_Work task_.
A faithful, complete transcription of the listing is required.

_Input data_.
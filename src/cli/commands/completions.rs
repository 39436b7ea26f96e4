//! Completions command implementation.

use std::io;

use clap::CommandFactory;
use clap_complete::{Shell, generate};

use crate::cli::Cli;

/// Write the completion script for `shell` to stdout.
pub fn execute(shell: Shell) {
    let mut command = Cli::command();
    let name = command.get_name().to_string();
    generate(shell, &mut command, name, &mut io::stdout());
}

_Exercise output_.
filename src/cli/commands/completions.rs
repository 39436b7ea26f96e4
//! Completions command implementation.

use std::io;

use clap::CommandFactory;
use clap_complete::{Shell, generate};

use crate::cli::Cli;

/// Write the completion script for `shell` to stdout.
pub fn execute(shell: Shell) {
    let mut command = Cli::command();
    let name = command.get_name().to_string();
    generate(shell, &mut command, name, &mut io::stdout());
}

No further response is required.